Exercise brief
Take each line of the data that contains the string "BatchEvent" and copy it.

Stored data
⁂
#[cfg(test)]
mod tests {
    use super::*;
    use crate::imaging::Dimensions;
    use crate::imaging::backend::tests::{MockBackend, RecordedOp};
    use crate::lifecycle;
    use std::fs;
    use tempfile::TempDir;

    fn request(width: i64, height: i64) -> ConvertRequest {
        ConvertRequest {
            width,
            height,
            ..ConvertRequest::default()
        }
    }

    #[test]
    fn format_from_path() {
        assert_eq!(OutputFormat::from_path(Path::new("a.JPG")), Some(OutputFormat::Jpeg));
        assert_eq!(OutputFormat::from_path(Path::new("a.jpeg")), Some(OutputFormat::Jpeg));
        assert_eq!(OutputFormat::from_path(Path::new("a.png")), Some(OutputFormat::Png));
        assert_eq!(OutputFormat::from_path(Path::new("a.webp")), None);
        assert_eq!(OutputFormat::from_path(Path::new("noext")), None);
    }

    #[test]
    fn convert_jpeg_uses_backend() {
        lifecycle::init().unwrap();
        let backend = MockBackend::with_dimensions(2000, 1000);
        let observer = backend.clone();

        let report = convert_file(
            backend,
            Path::new("/in/a.tif"),
            Path::new("/out/a.jpg"),
            &ConvertRequest {
                quality: Some(90),
                ..request(800, 0)
            },
            Quality::default(),
        )
        .unwrap();

        assert_eq!(report.original_size, (2000, 1000));
        assert_eq!(report.final_size, (800, 400));
        assert_eq!(report.format, OutputFormat::Jpeg);
        assert_eq!(report.quality, Some(90));

        let ops = observer.get_operations();
        assert!(ops.contains(&RecordedOp::JpegSave {
            output: "/out/a.jpg".into(),
            dimensions: Dimensions { width: 800, height: 400 },
            quality: 90,
        }));
        // Resize replaced one resource, save-and-close released the other
        assert_eq!(observer.releases(), 2);
    }

    #[test]
    fn convert_falls_back_to_default_quality() {
        lifecycle::init().unwrap();
        let backend = MockBackend::with_dimensions(100, 100);
        let report = convert_file(
            backend,
            Path::new("/in/a.png"),
            Path::new("/out/a.jpg"),
            &request(0, 0),
            Quality::new(60).unwrap(),
        )
        .unwrap();
        assert_eq!(report.quality, Some(60));
        assert_eq!(report.final_size, (100, 100));
    }

    #[test]
    fn convert_png_ignores_quality() {
        lifecycle::init().unwrap();
        let backend = MockBackend::with_dimensions(100, 50);
        let observer = backend.clone();
        let report = convert_file(
            backend,
            Path::new("/in/a.jpg"),
            Path::new("/out/a.png"),
            &request(0, 0),
            Quality::default(),
        )
        .unwrap();

        assert_eq!(report.quality, None);
        assert!(
            observer
                .get_operations()
                .iter()
                .any(|op| matches!(op, RecordedOp::PngSave { interlace: true, .. }))
        );
    }

    #[test]
    fn convert_explicit_format_overrides_extension() {
        lifecycle::init().unwrap();
        let backend = MockBackend::with_dimensions(10, 10);
        let report = convert_file(
            backend,
            Path::new("/in/a.jpg"),
            Path::new("/out/a.bin"),
            &ConvertRequest {
                format: Some(OutputFormat::Png),
                ..ConvertRequest::default()
            },
            Quality::default(),
        )
        .unwrap();
        assert_eq!(report.format, OutputFormat::Png);
    }

    #[test]
    fn convert_unknown_extension_is_validation_error() {
        lifecycle::init().unwrap();
        let backend = MockBackend::with_dimensions(10, 10);
        let observer = backend.clone();
        let result = convert_file(
            backend,
            Path::new("/in/a.jpg"),
            Path::new("/out/a.gif"),
            &ConvertRequest::default(),
            Quality::default(),
        );
        assert!(matches!(result, Err(Error::Validation(_))));
        // Rejected before opening anything
        assert!(observer.get_operations().is_empty());
    }

    #[test]
    fn convert_invalid_quality_is_validation_error() {
        lifecycle::init().unwrap();
        let backend = MockBackend::with_dimensions(10, 10);
        let observer = backend.clone();
        let result = convert_file(
            backend,
            Path::new("/in/a.jpg"),
            Path::new("/out/a.jpg"),
            &ConvertRequest {
                quality: Some(150),
                ..ConvertRequest::default()
            },
            Quality::default(),
        );
        assert!(matches!(result, Err(Error::Validation(_))));
        // Handle dropped on the error path still releases
        assert_eq!(observer.releases(), 1);
    }

    #[test]
    fn plan_batch_mirrors_tree() {
        let tmp = TempDir::new().unwrap();
        let input = tmp.path().join("in");
        fs::create_dir_all(input.join("nested")).unwrap();
        fs::write(input.join("b.JPG"), b"").unwrap();
        fs::write(input.join("a.png"), b"").unwrap();
        fs::write(input.join("nested/c.tiff"), b"").unwrap();
        fs::write(input.join("notes.txt"), b"").unwrap();

        let output = tmp.path().join("out");
        let jobs = plan_batch(&input, &output, OutputFormat::Jpeg).unwrap();

        assert_eq!(jobs.len(), 3);
        assert_eq!(jobs[0].input, input.join("a.png"));
        assert_eq!(jobs[0].output, output.join("a.jpg"));
        assert_eq!(jobs[1].output, output.join("b.jpg"));
        assert_eq!(jobs[2].output, output.join("nested/c.jpg"));
    }

    fn jobs_in(tmp: &TempDir, names: &[&str]) -> Vec<BatchJob> {
        names
            .iter()
            .map(|name| BatchJob {
                input: PathBuf::from(format!("/in/{name}.jpg")),
                output: tmp.path().join("out/sub").join(format!("{name}.png")),
            })
            .collect()
    }

    #[test]
    fn run_batch_converts_every_job() {
        lifecycle::init().unwrap();
        let tmp = TempDir::new().unwrap();
        let backend = MockBackend::with_dimensions(400, 300);
        let jobs = jobs_in(&tmp, &["a", "b", "c"]);
        let (tx, rx) = std::sync::mpsc::channel();

        let summary = run_batch(
            &backend,
            &jobs,
            &ConvertRequest {
                format: Some(OutputFormat::Png),
                ..request(200, 0)
            },
            Quality::default(),
            Some(tx),
        );

        assert_eq!(summary, BatchSummary { converted: 3, failed: 0 });
        let events: Vec<BatchEvent> = rx.iter().collect();
        assert_eq!(events.len(), 3);
        assert!(events.iter().all(|e| matches!(
            e,
            BatchEvent::Converted(report) if report.final_size == (200, 150)
        )));
        // Output directories are created on demand
        assert!(tmp.path().join("out/sub").is_dir());
    }

    #[test]
    fn run_batch_reports_failures_and_continues() {
        lifecycle::init().unwrap();
        let tmp = TempDir::new().unwrap();
        let backend = MockBackend::default();
        let jobs = jobs_in(&tmp, &["x", "y"]);
        let (tx, rx) = std::sync::mpsc::channel();

        let summary = run_batch(&backend, &jobs, &ConvertRequest::default(), Quality::default(), Some(tx));

        assert_eq!(summary, BatchSummary { converted: 0, failed: 2 });
        let failed: Vec<String> = rx
            .iter()
            .filter_map(|e| match e {
                BatchEvent::Failed { error, .. } => Some(error),
                BatchEvent::Converted(_) => None,
            })
            .collect();
        assert_eq!(failed.len(), 2);
        assert!(failed.iter().all(|msg| !msg.is_empty()));
    }

    #[test]
    fn run_batch_without_listener() {
        lifecycle::init().unwrap();
        let tmp = TempDir::new().unwrap();
        let backend = MockBackend::with_dimensions(10, 10);
        let summary = run_batch(
            &backend,
            &jobs_in(&tmp, &["only"]),
            &ConvertRequest::default(),
            Quality::default(),
            None,
        );
        assert_eq!(summary.converted, 1);
    }

    #[test]
    fn inspect_reports_geometry_and_closes() {
        lifecycle::init().unwrap();
        let backend = MockBackend::with_dimensions(640, 480);
        let observer = backend.clone();

        let info = inspect_file(backend, Path::new("/in/a.jpg")).unwrap();

        assert_eq!((info.width, info.height), (640, 480));
        assert_eq!(info.resolution, (72, 72));
        assert_eq!(info.quality, 85);
        assert_eq!(observer.releases(), 1);
    }

    #[test]
    fn plan_batch_requires_directory() {
        let tmp = TempDir::new().unwrap();
        let result = plan_batch(
            &tmp.path().join("missing"),
            tmp.path(),
            OutputFormat::Png,
        );
        assert!(matches!(result, Err(Error::Validation(_))));
    }
}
⁂
Output of the exercise
        let events: Vec<BatchEvent> = rx.iter().collect();
            BatchEvent::Converted(report) if report.final_size == (200, 150)
                BatchEvent::Failed { error, .. } => Some(error),
                BatchEvent::Converted(_) => None,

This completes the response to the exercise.